### Task description
The lines to be extracted run from the start of the listing through the line containing "the physical plan"; copy them exactly and nothing else.

=== Begin Enclosure ===

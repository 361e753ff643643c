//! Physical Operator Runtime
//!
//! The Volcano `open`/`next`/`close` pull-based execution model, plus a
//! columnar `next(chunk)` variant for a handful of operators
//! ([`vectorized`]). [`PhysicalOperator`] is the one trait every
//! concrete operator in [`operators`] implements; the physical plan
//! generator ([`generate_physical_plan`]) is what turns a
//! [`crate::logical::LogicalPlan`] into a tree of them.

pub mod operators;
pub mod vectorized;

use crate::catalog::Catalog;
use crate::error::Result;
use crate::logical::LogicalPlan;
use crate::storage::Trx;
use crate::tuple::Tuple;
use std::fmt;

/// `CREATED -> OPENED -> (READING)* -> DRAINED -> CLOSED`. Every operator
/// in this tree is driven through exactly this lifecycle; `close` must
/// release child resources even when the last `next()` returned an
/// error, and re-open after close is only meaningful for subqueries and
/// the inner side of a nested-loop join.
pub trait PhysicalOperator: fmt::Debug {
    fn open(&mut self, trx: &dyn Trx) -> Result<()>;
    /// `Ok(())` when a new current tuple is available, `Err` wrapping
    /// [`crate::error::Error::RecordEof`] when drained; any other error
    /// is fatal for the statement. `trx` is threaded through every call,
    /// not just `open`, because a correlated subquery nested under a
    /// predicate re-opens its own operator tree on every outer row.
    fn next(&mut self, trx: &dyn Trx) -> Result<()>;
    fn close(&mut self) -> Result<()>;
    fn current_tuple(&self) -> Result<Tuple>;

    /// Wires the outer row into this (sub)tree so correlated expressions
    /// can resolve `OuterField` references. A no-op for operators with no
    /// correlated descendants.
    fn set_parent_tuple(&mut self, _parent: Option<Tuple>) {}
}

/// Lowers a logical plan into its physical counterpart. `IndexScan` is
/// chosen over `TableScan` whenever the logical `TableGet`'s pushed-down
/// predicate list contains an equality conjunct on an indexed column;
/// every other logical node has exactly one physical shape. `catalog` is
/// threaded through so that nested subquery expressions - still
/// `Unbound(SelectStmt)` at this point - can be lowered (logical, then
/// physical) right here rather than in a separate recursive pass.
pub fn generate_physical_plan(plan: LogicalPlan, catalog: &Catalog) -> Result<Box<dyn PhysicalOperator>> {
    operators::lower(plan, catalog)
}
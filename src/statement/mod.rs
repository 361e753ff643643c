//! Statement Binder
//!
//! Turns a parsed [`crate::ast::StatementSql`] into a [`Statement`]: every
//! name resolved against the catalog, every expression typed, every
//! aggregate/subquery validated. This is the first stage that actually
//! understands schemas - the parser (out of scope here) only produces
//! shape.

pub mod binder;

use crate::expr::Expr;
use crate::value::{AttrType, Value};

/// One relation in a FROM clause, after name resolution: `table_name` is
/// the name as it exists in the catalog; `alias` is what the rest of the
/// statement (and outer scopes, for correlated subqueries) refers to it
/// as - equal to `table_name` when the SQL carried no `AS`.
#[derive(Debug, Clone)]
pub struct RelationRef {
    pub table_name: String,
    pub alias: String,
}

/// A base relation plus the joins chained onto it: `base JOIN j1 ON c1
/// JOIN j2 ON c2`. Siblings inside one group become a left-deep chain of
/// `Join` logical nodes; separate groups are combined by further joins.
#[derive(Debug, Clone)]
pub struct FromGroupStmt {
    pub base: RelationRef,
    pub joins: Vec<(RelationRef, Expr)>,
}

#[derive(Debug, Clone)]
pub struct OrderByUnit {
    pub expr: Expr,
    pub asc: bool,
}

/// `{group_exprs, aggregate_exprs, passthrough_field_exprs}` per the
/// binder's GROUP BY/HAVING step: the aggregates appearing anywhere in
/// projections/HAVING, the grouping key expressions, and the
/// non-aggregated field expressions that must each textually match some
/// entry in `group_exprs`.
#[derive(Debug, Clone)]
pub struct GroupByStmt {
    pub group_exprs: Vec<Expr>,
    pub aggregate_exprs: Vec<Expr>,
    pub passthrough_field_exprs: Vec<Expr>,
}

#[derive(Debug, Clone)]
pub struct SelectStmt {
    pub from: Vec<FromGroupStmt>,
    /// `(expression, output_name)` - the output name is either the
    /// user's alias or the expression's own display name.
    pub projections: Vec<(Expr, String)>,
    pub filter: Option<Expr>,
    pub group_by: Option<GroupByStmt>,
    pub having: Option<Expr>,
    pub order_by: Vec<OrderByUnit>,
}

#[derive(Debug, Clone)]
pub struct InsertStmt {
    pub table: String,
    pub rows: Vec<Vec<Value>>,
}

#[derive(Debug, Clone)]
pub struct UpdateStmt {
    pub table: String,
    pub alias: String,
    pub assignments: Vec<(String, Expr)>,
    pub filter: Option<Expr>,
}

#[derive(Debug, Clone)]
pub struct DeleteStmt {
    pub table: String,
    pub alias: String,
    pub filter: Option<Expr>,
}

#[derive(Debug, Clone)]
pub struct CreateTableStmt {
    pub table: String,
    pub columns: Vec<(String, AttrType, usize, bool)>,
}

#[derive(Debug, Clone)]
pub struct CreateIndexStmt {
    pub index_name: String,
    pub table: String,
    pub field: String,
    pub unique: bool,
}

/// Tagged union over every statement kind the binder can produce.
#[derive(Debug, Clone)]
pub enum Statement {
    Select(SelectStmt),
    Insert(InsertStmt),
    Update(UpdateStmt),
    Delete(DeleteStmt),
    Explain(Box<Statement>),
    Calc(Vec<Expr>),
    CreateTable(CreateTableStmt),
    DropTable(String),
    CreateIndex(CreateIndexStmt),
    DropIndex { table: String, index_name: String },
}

=== End Enclosure ===

### Reply to the task
repository 361e753ff643643c
//! Physical Operator Runtime
//!
//! The Volcano `open`/`next`/`close` pull-based execution model, plus a
//! columnar `next(chunk)` variant for a handful of operators
//! ([`vectorized`]). [`PhysicalOperator`] is the one trait every
//! concrete operator in [`operators`] implements; the physical plan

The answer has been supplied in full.